▶ _Task objective_:
Using the records below, transcribe word for word the stretch from the line that contains "its first peer." through the line that contains "pub fn new(start: Timestamp)", both end lines included, and nothing else.
+++ Material provided +++
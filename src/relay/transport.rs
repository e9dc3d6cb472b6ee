//! Relay trait definitions and core types
//!
//! Both the in-process simulator and the websocket client conform to these
//! traits, so the pairing layer never knows which one it is talking over.

use std::fmt;

use async_trait::async_trait;
use serde::{de, Deserialize, Deserializer, Serialize};
use uuid::Uuid;

use super::RelayError;

const MAX_CHANNEL_ID_LEN: usize = 64;

/// Identifier of a relay channel.
#[derive(Debug, Clone, PartialEq, Eq, Hash, Serialize)]
pub struct ChannelId(String);

impl ChannelId {
    pub fn generate() -> Self {
        Self(Uuid::new_v4().to_string())
    }

    /// Accepts 1 to 64 characters of `[A-Za-z0-9-]`.
    pub fn parse(id: &str) -> Result<Self, RelayError> {
        let valid = !id.is_empty()
            && id.len() <= MAX_CHANNEL_ID_LEN
            && id.chars().all(|c| c.is_ascii_alphanumeric() || c == '-');
        if !valid {
            return Err(RelayError::ProtocolError(format!("invalid channel id '{}'", id)));
        }
        Ok(Self(id.to_string()))
    }

    pub fn as_str(&self) -> &str {
        &self.0
    }
}

impl<'de> Deserialize<'de> for ChannelId {
    fn deserialize<D: Deserializer<'de>>(deserializer: D) -> Result<Self, D::Error> {
        let id = String::deserialize(deserializer)?;
        ChannelId::parse(&id).map_err(de::Error::custom)
    }
}

impl fmt::Display for ChannelId {
    fn fmt(&self, f: &mut fmt::Formatter<'_>) -> fmt::Result {
        f.write_str(&self.0)
    }
}

/// One peer's membership in a relay channel.
#[async_trait]
pub trait RelayConnection: Send + Sync {
    /// The channel this connection belongs to.
    fn channel_id(&self) -> &ChannelId;

    /// Send a text frame to the other peers of the channel.
    async fn send(&self, frame: &str) -> Result<(), RelayError>;

    /// Receive the next text frame from another peer.
    async fn recv(&self) -> Result<String, RelayError>;

    /// Leave the channel.
    async fn close(&self) -> Result<(), RelayError>;

    /// Check whether the connection is still usable.
    fn is_connected(&self) -> bool;
}

/// Opens and joins relay channels.
#[async_trait]
pub trait RelayClient: Send + Sync {
    /// Open a fresh channel and become its first peer.
    async fn open(&self) -> Result<Box<dyn RelayConnection>, RelayError>;

    /// Join an existing channel.
    async fn join(&self, channel: &ChannelId) -> Result<Box<dyn RelayConnection>, RelayError>;
}
//! Wall-clock source for expiry checks.

use std::sync::atomic::{AtomicU64, Ordering};
use std::time::Duration;

use super::info::Timestamp;

pub trait Clock: Send + Sync {
    fn now(&self) -> Timestamp;
}

pub struct SystemClock;

impl Clock for SystemClock {
    fn now(&self) -> Timestamp {
        Timestamp::now()
    }
}

/// A clock that only moves when told to.
pub struct ManualClock(AtomicU64);

impl ManualClock {
    pub fn new(start: Timestamp) -> Self {
        Self(AtomicU64::new(start.as_millis()))
    }

    pub fn advance(&self, by: Duration) {
        let millis = u64::try_from(by.as_millis()).unwrap_or(u64::MAX);
        self.0.fetch_add(millis, Ordering::SeqCst);
    }

    pub fn set(&self, to: Timestamp) {
        self.0.store(to.as_millis(), Ordering::SeqCst);
    }
}

impl Clock for ManualClock {
    fn now(&self) -> Timestamp {
        Timestamp::from_millis(self.0.load(Ordering::SeqCst))
    }
}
+++
▶ _Your response_:
    /// Open a fresh channel and become its first peer.
    async fn open(&self) -> Result<Box<dyn RelayConnection>, RelayError>;

    /// Join an existing channel.
    async fn join(&self, channel: &ChannelId) -> Result<Box<dyn RelayConnection>, RelayError>;
}
//! Wall-clock source for expiry checks.

use std::sync::atomic::{AtomicU64, Ordering};
use std::time::Duration;

use super::info::Timestamp;

pub trait Clock: Send + Sync {
    fn now(&self) -> Timestamp;
}

pub struct SystemClock;

impl Clock for SystemClock {
    fn now(&self) -> Timestamp {
        Timestamp::now()
    }
}

/// A clock that only moves when told to.
pub struct ManualClock(AtomicU64);

impl ManualClock {
    pub fn new(start: Timestamp) -> Self {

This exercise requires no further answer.